WHAT THE TASK ASKS -
Some lines in the entries contain the word "EventKind". Copy all of them.

GIVEN DATA -
use async_trait::async_trait;
use lars::lars::cascade::Cascade;
use lars::lars::echo::{CellStatus, RunErrorKind};
use lars::lars::event::EventKind;
use lars::lars::store::{LogStore, MemoryLogStore};
use lars::lars::trait_registry::{FnTrait, TraitMetadata};
use lars::lars::transport::{ChatRequest, ChatResponse, ChatTransport, Usage};
use lars::{CascadeEngine, RunOptions, RunStatus};
use serde_json::json;
use std::collections::VecDeque;
use std::sync::atomic::{AtomicUsize, Ordering};
use std::sync::{Arc, Mutex};

struct ScriptedTransport {
    responses: Mutex<VecDeque<ChatResponse>>,
}

impl ScriptedTransport {
    fn new(responses: Vec<ChatResponse>) -> Self {
        Self {
            responses: Mutex::new(responses.into_iter().collect()),
        }
    }

    fn text(content: &str) -> ChatResponse {
        ChatResponse {
            content: content.to_string(),
            tool_calls: Vec::new(),
            usage: Usage::default(),
        }
    }
}

#[async_trait]
impl ChatTransport for ScriptedTransport {
    async fn chat(
        &self,
        _request: ChatRequest,
    ) -> Result<ChatResponse, Box<dyn std::error::Error + Send + Sync>> {
        self.responses
            .lock()
            .unwrap()
            .pop_front()
            .ok_or_else(|| Box::<dyn std::error::Error + Send + Sync>::from("script exhausted"))
    }

    fn default_model(&self) -> &str {
        "mock/scripted"
    }
}

#[tokio::test]
async fn blocking_pre_ward_aborts_the_cell() {
    let doc = r#"
cascade_id: reporting
cells:
  - name: generate_report
    instructions: "Write the report for {{ input.topic }}."
    wards:
      pre:
        - validator: content_safety
          mode: blocking
"#;
    let cascade = Cascade::from_yaml(doc).unwrap();
    let content_safety = FnTrait::new(
        TraitMetadata::new("content_safety", "Reject unsafe content."),
        |_args| Ok(json!({"valid": false, "reason": "unsafe"})),
    );
    let store = Arc::new(MemoryLogStore::new());
    let engine = CascadeEngine::builder(
        Arc::new(ScriptedTransport::new(Vec::new())),
        store.clone(),
    )
    .with_cascade(cascade)
    .with_trait(Arc::new(content_safety))
    .build()
    .unwrap();

    let report = engine
        .run(
            "reporting",
            json!({"topic": "something"}),
            RunOptions {
                session_id: Some("ward-1".to_string()),
                ..RunOptions::default()
            },
        )
        .await
        .unwrap();

    assert_eq!(report.status, RunStatus::Error);
    assert_eq!(report.errors[0].kind, RunErrorKind::WardBlocked);
    assert!(report.errors[0].message.contains("unsafe"));
    assert!(!report.outputs.contains_key("generate_report"));
    assert_eq!(report.lineage[0].status, CellStatus::AbortedByWard);

    let events = store.events_for_session("ward-1").await.unwrap();
    assert!(events.iter().any(|e| e.kind == EventKind::WardFail));
}

#[tokio::test]
async fn retry_ward_feeds_reason_back_into_the_body() {
    let doc = r#"
cascade_id: drafting
cells:
  - name: draft
    instructions: "Write a draft."
    wards:
      post:
        - validator: mentions_totals
          mode: retry
          max_attempts: 2
"#;
    let cascade = Cascade::from_yaml(doc).unwrap();
    let mentions_totals = FnTrait::new(
        TraitMetadata::new("mentions_totals", "Require a totals section."),
        |args| {
            let text = args["value"].as_str().unwrap_or("");
            if text.contains("Totals:") {
                Ok(json!({"valid": true, "reason": ""}))
            } else {
                Ok(json!({"valid": false, "reason": "missing a Totals section"}))
            }
        },
    );
    let transport = Arc::new(ScriptedTransport::new(vec![
        ScriptedTransport::text("A fine draft with no numbers."),
        ScriptedTransport::text("A fine draft. Totals: 250k."),
    ]));
    let store = Arc::new(MemoryLogStore::new());
    let engine = CascadeEngine::builder(transport, store.clone())
        .with_cascade(cascade)
        .with_trait(Arc::new(mentions_totals))
        .build()
        .unwrap();

    let report = engine
        .run(
            "drafting",
            json!({}),
            RunOptions {
                session_id: Some("ward-retry".to_string()),
                ..RunOptions::default()
            },
        )
        .await
        .unwrap();

    assert_eq!(report.status, RunStatus::Success);
    assert_eq!(
        report.outputs.get("draft").unwrap(),
        &json!("A fine draft. Totals: 250k.")
    );
    // The retry prompt carried the validator's reason.
    let feedback_seen = report.history.iter().any(|m| {
        m.content_text()
            .contains("A validator rejected the previous attempt: missing a Totals section")
    });
    assert!(feedback_seen);

    let events = store.events_for_session("ward-retry").await.unwrap();
    assert_eq!(
        events.iter().filter(|e| e.kind == EventKind::WardFail).count(),
        1
    );
    assert_eq!(
        events.iter().filter(|e| e.kind == EventKind::WardPass).count(),
        1
    );
}

#[tokio::test]
async fn retry_exhaustion_escalates_to_an_abort() {
    let doc = r#"
cascade_id: drafting
cells:
  - name: draft
    instructions: "Write a draft."
    wards:
      post:
        - validator: never_satisfied
          mode: retry
          max_attempts: 2
"#;
    let cascade = Cascade::from_yaml(doc).unwrap();
    let never_satisfied = FnTrait::new(
        TraitMetadata::new("never_satisfied", "Always rejects."),
        |_args| Ok(json!({"valid": false, "reason": "still not right"})),
    );
    let transport = Arc::new(ScriptedTransport::new(vec![
        ScriptedTransport::text("attempt one"),
        ScriptedTransport::text("attempt two"),
    ]));
    let engine = CascadeEngine::builder(transport, Arc::new(MemoryLogStore::new()))
        .with_cascade(cascade)
        .with_trait(Arc::new(never_satisfied))
        .build()
        .unwrap();

    let report = engine
        .run("drafting", json!({}), RunOptions::default())
        .await
        .unwrap();

    assert_eq!(report.status, RunStatus::Error);
    assert_eq!(report.errors[0].kind, RunErrorKind::WardBlocked);
    assert!(report.errors[0].message.contains("retry ward exhausted"));
    assert!(!report.outputs.contains_key("draft"));
}

#[tokio::test]
async fn advisory_ward_records_a_warning_and_continues() {
    let doc = r#"
cascade_id: drafting
cells:
  - name: draft
    instructions: "Write a draft."
    wards:
      post:
        - validator: style_nit
          mode: advisory
"#;
    let cascade = Cascade::from_yaml(doc).unwrap();
    let style_nit = FnTrait::new(
        TraitMetadata::new("style_nit", "Nitpick style."),
        |_args| Ok(json!({"valid": false, "reason": "too wordy"})),
    );
    let transport = Arc::new(ScriptedTransport::new(vec![ScriptedTransport::text(
        "A slightly wordy draft.",
    )]));
    let store = Arc::new(MemoryLogStore::new());
    let engine = CascadeEngine::builder(transport, store.clone())
        .with_cascade(cascade)
        .with_trait(Arc::new(style_nit))
        .build()
        .unwrap();

    let report = engine
        .run(
            "drafting",
            json!({}),
            RunOptions {
                session_id: Some("ward-advisory".to_string()),
                ..RunOptions::default()
            },
        )
        .await
        .unwrap();

    assert_eq!(report.status, RunStatus::Success);
    assert!(report.outputs.contains_key("draft"));
    let events = store.events_for_session("ward-advisory").await.unwrap();
    assert!(events.iter().any(|e| e.kind == EventKind::WardFail));
}

#[tokio::test]
async fn unstructured_validator_response_counts_as_invalid() {
    let doc = r#"
cascade_id: drafting
cells:
  - name: draft
    instructions: "Write a draft."
    wards:
      post:
        - validator: mumbler
          mode: blocking
"#;
    let cascade = Cascade::from_yaml(doc).unwrap();
    let calls = Arc::new(AtomicUsize::new(0));
    let calls_clone = calls.clone();
    let mumbler = FnTrait::new(
        TraitMetadata::new("mumbler", "Returns prose instead of a verdict."),
        move |_args| {
            calls_clone.fetch_add(1, Ordering::SeqCst);
            Ok(json!("looks good to me"))
        },
    );
    let transport = Arc::new(ScriptedTransport::new(vec![ScriptedTransport::text(
        "a draft",
    )]));
    let engine = CascadeEngine::builder(transport, Arc::new(MemoryLogStore::new()))
        .with_cascade(cascade)
        .with_trait(Arc::new(mumbler))
        .build()
        .unwrap();

    let report = engine
        .run("drafting", json!({}), RunOptions::default())
        .await
        .unwrap();

    assert_eq!(calls.load(Ordering::SeqCst), 1);
    assert_eq!(report.status, RunStatus::Error);
    assert!(report.errors[0]
        .message
        .contains("invalid validator response"));
}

ANSWER SPACE -
use lars::lars::event::EventKind;
    assert!(events.iter().any(|e| e.kind == EventKind::WardFail));
        events.iter().filter(|e| e.kind == EventKind::WardFail).count(),
        events.iter().filter(|e| e.kind == EventKind::WardPass).count(),
    assert!(events.iter().any(|e| e.kind == EventKind::WardFail));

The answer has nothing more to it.